PySpark: Converting Date String to Datetime Value in 1.6

Question:

I working with Spark 1.6 and I want to convert a String Value to a Datetime Value. However, none of the suggestions I read here so far worked, it has probably to do with my old version and the weird datetime representation in my string.

It looks like this:

df = spark.createDataFrame([('2011-11-17-12.00.46.841219',)], ['time'])

df.show(truncate = False)

How do I get a nice yyyy-MM-dd HH:mm:ss datetime format? I tried this, but it did not work.

Best regards

Asked By: Niels

||

Answers:

You can use to_timestamp() to convert a string to a timestamp with a custom format.

from pyspark.sql.functions import col, to_timestamp

df.withColumn(to_timestamp(col("time), "yyyy-MM-dd-HH.mm.ss.SSSSSS")).show()
Answered By: Robert Kossendey

you can use from_unixtime(unix_timestamp(<ts_column>, <ts_format>)), but I believe you’ll lose the fraction of seconds in the conversion.

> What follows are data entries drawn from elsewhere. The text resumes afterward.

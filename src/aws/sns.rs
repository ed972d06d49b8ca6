use anyhow::Result;

const TEST_MESSAGE: &str = "IRSA Test Message";

/// 向主题发布一条测试通知
pub async fn publish_test_message(sns: &aws_sdk_sns::Client, topic_arn: &str) -> Result<()> {
    sns.publish()
        .topic_arn(topic_arn)
        .message(TEST_MESSAGE)
        .send()
        .await?;

    Ok(())
}
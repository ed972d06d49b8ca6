use serde::{Deserialize, Serialize};

/// 缓存里的一条用户记录，无主键、允许重复
/// 严格模式：出现 name/email 之外的字段时解码直接失败
#[derive(Debug, Clone, PartialEq, Eq, Serialize, Deserialize)]
#[serde(deny_unknown_fields)]
pub struct UserRecord {
    pub name: String,
    pub email: String,
}

#[cfg(test)]
mod tests {
    use super::*;

    #[test]
    fn decodes_exact_two_field_body() {
        let user: UserRecord =
            serde_json::from_str(r#"{"name":"Ann","email":"a@x.com"}"#).unwrap();
        assert_eq!(user.name, "Ann");
        assert_eq!(user.email, "a@x.com");
    }

    #[test]
    fn rejects_unknown_field() {
        let result =
            serde_json::from_str::<UserRecord>(r#"{"name":"Ann","email":"a@x.com","age":3}"#);
        assert!(result.unwrap_err().to_string().contains("age"));
    }

    #[test]
    fn rejects_missing_field() {
        assert!(serde_json::from_str::<UserRecord>(r#"{"name":"Ann"}"#).is_err());
    }
}
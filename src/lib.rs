use std::sync::Arc;

use config::Config;
use redis::Client as RedisClient;

use crate::aws::AwsClients;

pub mod aws;
pub mod cache;
pub mod common;
pub mod config;
pub mod error;
pub mod middleware;
pub mod router;
pub mod routes;

#[derive(Clone)]
pub struct AppState {
    pub config: Config,
    pub redis: Arc<RedisClient>,
    // 预签名上传使用的共享 HTTP 客户端
    pub http: reqwest::Client,
    pub aws: AwsClients,
}
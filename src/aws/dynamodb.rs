use std::collections::HashMap;

use anyhow::Result;
use aws_sdk_dynamodb::types::AttributeValue;

/// 全表扫描，属性到记录的映射由调用方完成
pub async fn scan_table(
    dynamodb: &aws_sdk_dynamodb::Client,
    table: &str,
) -> Result<Vec<HashMap<String, AttributeValue>>> {
    let response = dynamodb.scan().table_name(table).send().await?;
    Ok(response.items().to_vec())
}

/// 写入一条记录
pub async fn put_item(
    dynamodb: &aws_sdk_dynamodb::Client,
    table: &str,
    item: HashMap<String, AttributeValue>,
) -> Result<()> {
    dynamodb
        .put_item()
        .table_name(table)
        .set_item(Some(item))
        .send()
        .await?;

    Ok(())
}
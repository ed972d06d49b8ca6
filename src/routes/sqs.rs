use axum::{Json, extract::State, http::StatusCode, response::IntoResponse};

use crate::AppState;
use crate::aws;
use crate::common::MsgResponse;
use crate::error::AppError;

#[axum::debug_handler]
pub async fn send_message(State(state): State<AppState>) -> Result<impl IntoResponse, AppError> {
    tracing::info!("Sending message to SQS queue");

    aws::sqs::send_test_message(
        &state.aws.sqs,
        &state.config.sqs_queue_url,
        &state.config.sqs_message_group_id,
    )
    .await
    .map_err(|e| {
        tracing::error!("Error sending message to SQS: {}", e);
        AppError::SqsSendFailed
    })?;

    Ok((
        StatusCode::CREATED,
        Json(MsgResponse::new("Message queued...")),
    ))
}
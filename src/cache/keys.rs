/// 用户列表使用的固定缓存键
const USER_LIST_KEY: &str = "user";

/// 生成用户列表缓存键
pub fn user_list_key() -> &'static str {
    USER_LIST_KEY
}
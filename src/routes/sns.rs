use axum::{Json, extract::State, http::StatusCode, response::IntoResponse};

use crate::AppState;
use crate::aws;
use crate::common::MsgResponse;
use crate::error::AppError;

#[axum::debug_handler]
pub async fn publish_message(State(state): State<AppState>) -> Result<impl IntoResponse, AppError> {
    tracing::info!("Publishing message to SNS Topic");

    aws::sns::publish_test_message(&state.aws.sns, &state.config.sns_topic_arn)
        .await
        .map_err(|e| {
            tracing::error!("Error publishing message to SNS: {}", e);
            AppError::SnsPublishFailed
        })?;

    Ok((
        StatusCode::CREATED,
        Json(MsgResponse::new("Message published...")),
    ))
}
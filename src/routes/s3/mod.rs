mod handler;
mod model;

pub use handler::{list_objects, upload_object};
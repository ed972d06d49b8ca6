use std::time::Duration;

use anyhow::Result;
use aws_sdk_s3::presigning::PresigningConfig;
use aws_sdk_s3::types::Object;
use chrono::Utc;

const UPLOAD_BODY: &str = "IRSA test file";
const PRESIGN_EXPIRY: Duration = Duration::from_secs(15 * 60);

/// 列出桶里的全部对象
pub async fn list_objects(s3: &aws_sdk_s3::Client, bucket: &str) -> Result<Vec<Object>> {
    let response = s3.list_objects_v2().bucket(bucket).send().await?;
    Ok(response.contents().to_vec())
}

/// 用预签名 URL 上传一个测试文件，对象键取当前时间戳
/// 上传本身走普通 HTTP PUT，验证的是预签名链路而不是 SDK 直传
pub async fn upload_test_object(
    s3: &aws_sdk_s3::Client,
    http: &reqwest::Client,
    bucket: &str,
) -> Result<String> {
    let key = format!("{}.txt", Utc::now().timestamp());

    let presigned = s3
        .put_object()
        .bucket(bucket)
        .key(&key)
        .presigned(PresigningConfig::expires_in(PRESIGN_EXPIRY)?)
        .await?;

    http.put(presigned.uri())
        .header(reqwest::header::CONTENT_TYPE, "multipart/form-data")
        .body(UPLOAD_BODY)
        .send()
        .await?
        .error_for_status()?;

    Ok(key)
}
use axum::{Json, extract::State, response::IntoResponse};

use crate::AppState;
use crate::aws;
use crate::common::MsgResponse;
use crate::error::AppError;

#[axum::debug_handler]
pub async fn invoke(State(state): State<AppState>) -> Result<impl IntoResponse, AppError> {
    aws::lambda::invoke_function(&state.aws.lambda, &state.config.lambda_function)
        .await
        .map_err(|e| {
            tracing::error!("Error Invoking Lambda: {}", e);
            AppError::LambdaInvokeFailed
        })?;

    Ok(Json(MsgResponse::new("Successfully Invoked Lambda.")))
}
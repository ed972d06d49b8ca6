use axum::{
    body::{Body, to_bytes},
    http::{Request, header},
    middleware::Next,
    response::Response,
};
use tracing::error;

/// 每个请求记一条完成日志；出错响应把响应体也带进日志，读完后原样重建
pub async fn log_requests(req: Request<Body>, next: Next) -> Response {
    let method = req.method().clone();
    let uri = req.uri().clone();

    let response = next.run(req).await;
    let status = response.status();

    if status.is_client_error() || status.is_server_error() {
        let (mut parts, body) = response.into_parts();
        let bytes = match to_bytes(body, 1024).await {
            Ok(b) => b,
            Err(e) => {
                error!("Failed to read error response body: {}", e);
                return Response::from_parts(parts, Body::empty());
            }
        };

        error!(
            "{} {} - Status: {}, Body: {}",
            method,
            uri,
            status,
            String::from_utf8_lossy(&bytes)
        );

        // 重置 Content-Length 以便重新构建响应
        parts.headers.remove(header::CONTENT_LENGTH);
        Response::from_parts(parts, Body::from(bytes))
    } else {
        tracing::info!("{} {} - Status: {}", method, uri, status);
        response
    }
}
use axum::{
    Router,
    routing::{any, get, post},
};

use crate::middleware::log_requests;
use crate::{AppState, routes};

/// 创建主路由
/// 每个资源路径自带方法级 fallback，未开放的方法返回固定的 405 响应
pub fn create_router(state: AppState) -> Router {
    Router::new()
        .route("/health", any(routes::health::health_check))
        .route(
            "/s3",
            get(routes::s3::list_objects)
                .post(routes::s3::upload_object)
                .fallback(routes::method_not_allowed),
        )
        .route(
            "/sqs",
            post(routes::sqs::send_message).fallback(routes::method_not_allowed),
        )
        .route(
            "/sns",
            post(routes::sns::publish_message).fallback(routes::method_not_allowed),
        )
        .route(
            "/dynamodb",
            get(routes::dynamodb::scan_users)
                .post(routes::dynamodb::put_user)
                .fallback(routes::method_not_allowed),
        )
        .route(
            "/redis",
            get(routes::cache::list_users)
                .post(routes::cache::append_user)
                .fallback(routes::method_not_allowed),
        )
        .route(
            "/lambda",
            post(routes::lambda::invoke).fallback(routes::method_not_allowed),
        )
        .layer(axum::middleware::from_fn(log_requests))
        .with_state(state)
}
mod handler;
mod model;

pub use handler::{put_user, scan_users};
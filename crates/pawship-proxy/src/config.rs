//! Proxy configuration and upstream resolution.

use std::net::{Ipv4Addr, SocketAddr};

/// Upstream used when neither the environment nor the config names one.
pub const DEFAULT_UPSTREAM_BASE_URL: &str = "https://api-pawship-grooming.zullstack.dev";

/// Environment variables consulted for the upstream, in priority order.
pub const UPSTREAM_ENV_VARS: [&str; 2] = ["BACKEND_API_BASE_URL", "PAWSHIP_API_BASE_URL"];

/// Default listen port for `pawship serve`.
pub const DEFAULT_PORT: u16 = 3000;

/// Configuration for the proxy server.
#[derive(Debug, Clone)]
pub struct ProxyConfig {
    pub bind_addr: SocketAddr,
    /// Base URL requests under `/api/` are forwarded to, without trailing slash.
    pub upstream_base_url: String,
    pub enable_cors: bool,
    pub request_logging: bool,
}

impl Default for ProxyConfig {
    fn default() -> Self {
        Self {
            bind_addr: SocketAddr::from((Ipv4Addr::LOCALHOST, DEFAULT_PORT)),
            upstream_base_url: DEFAULT_UPSTREAM_BASE_URL.to_string(),
            enable_cors: false,
            request_logging: true,
        }
    }
}

impl ProxyConfig {
    pub fn new(bind_addr: SocketAddr) -> Self {
        Self {
            bind_addr,
            ..Default::default()
        }
    }

    pub fn with_upstream(mut self, base_url: impl AsRef<str>) -> Self {
        self.upstream_base_url = normalize_base_url(base_url.as_ref());
        self
    }

    pub fn with_cors(mut self, enable: bool) -> Self {
        self.enable_cors = enable;
        self
    }

    pub fn with_request_logging(mut self, enable: bool) -> Self {
        self.request_logging = enable;
        self
    }
}

/// Resolve the upstream base URL.
///
/// `BACKEND_API_BASE_URL` wins, then `PAWSHIP_API_BASE_URL`, then the
/// configured value, then [`DEFAULT_UPSTREAM_BASE_URL`]. Empty values count
/// as unset. `lookup` reads a variable; pass `|k| std::env::var(k).ok()` in
/// production.
pub fn resolve_upstream_base_url<F>(configured: Option<&str>, lookup: F) -> String
where
    F: Fn(&str) -> Option<String>,
{
    let from_env = UPSTREAM_ENV_VARS.iter().find_map(|key| {
        lookup(key)
            .map(|value| value.trim().to_string())
            .filter(|value| !value.is_empty())
    });

    let chosen = from_env
        .or_else(|| {
            configured
                .map(str::trim)
                .filter(|value| !value.is_empty())
                .map(String::from)
        })
        .unwrap_or_else(|| DEFAULT_UPSTREAM_BASE_URL.to_string());

    normalize_base_url(&chosen)
}

/// Resolve the upstream from the process environment.
pub fn upstream_from_env(configured: Option<&str>) -> String {
    resolve_upstream_base_url(configured, |key| std::env::var(key).ok())
}

fn normalize_base_url(url: &str) -> String {
    url.trim().trim_end_matches('/').to_string()
}

#[cfg(test)]
mod tests {
    use super::*;
    use std::collections::HashMap;

    fn env(pairs: &[(&str, &str)]) -> impl Fn(&str) -> Option<String> {
        let map: HashMap<String, String> = pairs
            .iter()
            .map(|(k, v)| (k.to_string(), v.to_string()))
            .collect();
        move |key| map.get(key).cloned()
    }

    #[test]
    fn test_default_when_nothing_set() {
        assert_eq!(
            resolve_upstream_base_url(None, env(&[])),
            DEFAULT_UPSTREAM_BASE_URL
        );
    }

    #[test]
    fn test_first_env_var_wins() {
        let lookup = env(&[
            ("BACKEND_API_BASE_URL", "http://a.test"),
            ("PAWSHIP_API_BASE_URL", "http://b.test"),
        ]);
        assert_eq!(
            resolve_upstream_base_url(Some("http://c.test"), lookup),
            "http://a.test"
        );
    }

    #[test]
    fn test_second_env_var_when_first_empty() {
        let lookup = env(&[
            ("BACKEND_API_BASE_URL", ""),
            ("PAWSHIP_API_BASE_URL", "http://b.test/"),
        ]);
        assert_eq!(resolve_upstream_base_url(None, lookup), "http://b.test");
    }

    #[test]
    fn test_configured_value_below_env() {
        assert_eq!(
            resolve_upstream_base_url(Some("http://c.test//"), env(&[])),
            "http://c.test"
        );
        assert_eq!(
            resolve_upstream_base_url(Some("  "), env(&[])),
            DEFAULT_UPSTREAM_BASE_URL
        );
    }

    #[test]
    fn test_config_builders() {
        let config = ProxyConfig::default()
            .with_upstream("http://localhost:4000/")
            .with_cors(true)
            .with_request_logging(false);
        assert_eq!(config.upstream_base_url, "http://localhost:4000");
        assert!(config.enable_cors);
        assert!(!config.request_logging);
        assert_eq!(config.bind_addr.port(), DEFAULT_PORT);
    }
}
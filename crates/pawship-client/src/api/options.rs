//! Options API.

use crate::api::with_query;
use crate::client::ApiClient;
use crate::error::Result;
use crate::request::ApiRequest;
use crate::types::{CategoryOption, MessageResponse, OptionPayload, OptionsResponse};

/// Options API client. All calls are authenticated.
pub struct OptionsApi {
    client: ApiClient,
}

impl OptionsApi {
    pub(crate) fn new(client: ApiClient) -> Self {
        Self { client }
    }

    /// List options, optionally restricted to one category.
    pub async fn list(&self, category: Option<CategoryOption>) -> Result<OptionsResponse> {
        let query: Vec<(&str, String)> = category
            .map(|c| vec![("category", c.as_str().to_string())])
            .unwrap_or_default();
        self.client.get(&with_query("/options", &query)).await
    }

    /// Create an option.
    pub async fn create(&self, payload: &OptionPayload) -> Result<MessageResponse> {
        self.client
            .send_message(ApiRequest::post("/options").json(payload)?.auth(true))
            .await
    }

    /// Replace an option.
    pub async fn update(&self, id: &str, payload: &OptionPayload) -> Result<MessageResponse> {
        self.client
            .send_message(ApiRequest::put(format!("/options/{}", id)).json(payload)?.auth(true))
            .await
    }

    /// Delete an option.
    pub async fn delete(&self, id: &str) -> Result<MessageResponse> {
        self.client
            .send_message(ApiRequest::delete(format!("/options/{}", id)).auth(true))
            .await
    }

    /// Activate or deactivate an option.
    pub async fn toggle_status(&self, id: &str, is_active: bool) -> Result<MessageResponse> {
        let request = ApiRequest::put(format!("/options/{}", id))
            .json(&serde_json::json!({ "is_active": is_active }))?;
        self.client.send_message(request.auth(true)).await
    }
}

spark.createDataFrame([('2011-11-17-12.00.46.841219',)], ['ts_str']). 
    withColumn('ts', 
               func.from_unixtime(func.unix_timestamp('ts_str', 'yyyy-MM-dd-HH.mm.ss'))
               ). 
    show(truncate=False)

# +--------------------------+-------------------+
# |ts_str                    |ts                 |
# +--------------------------+-------------------+
# |2011-11-17-12.00.46.841219|2011-11-17 12:00:46|
# +--------------------------+-------------------+
Answered By: samkart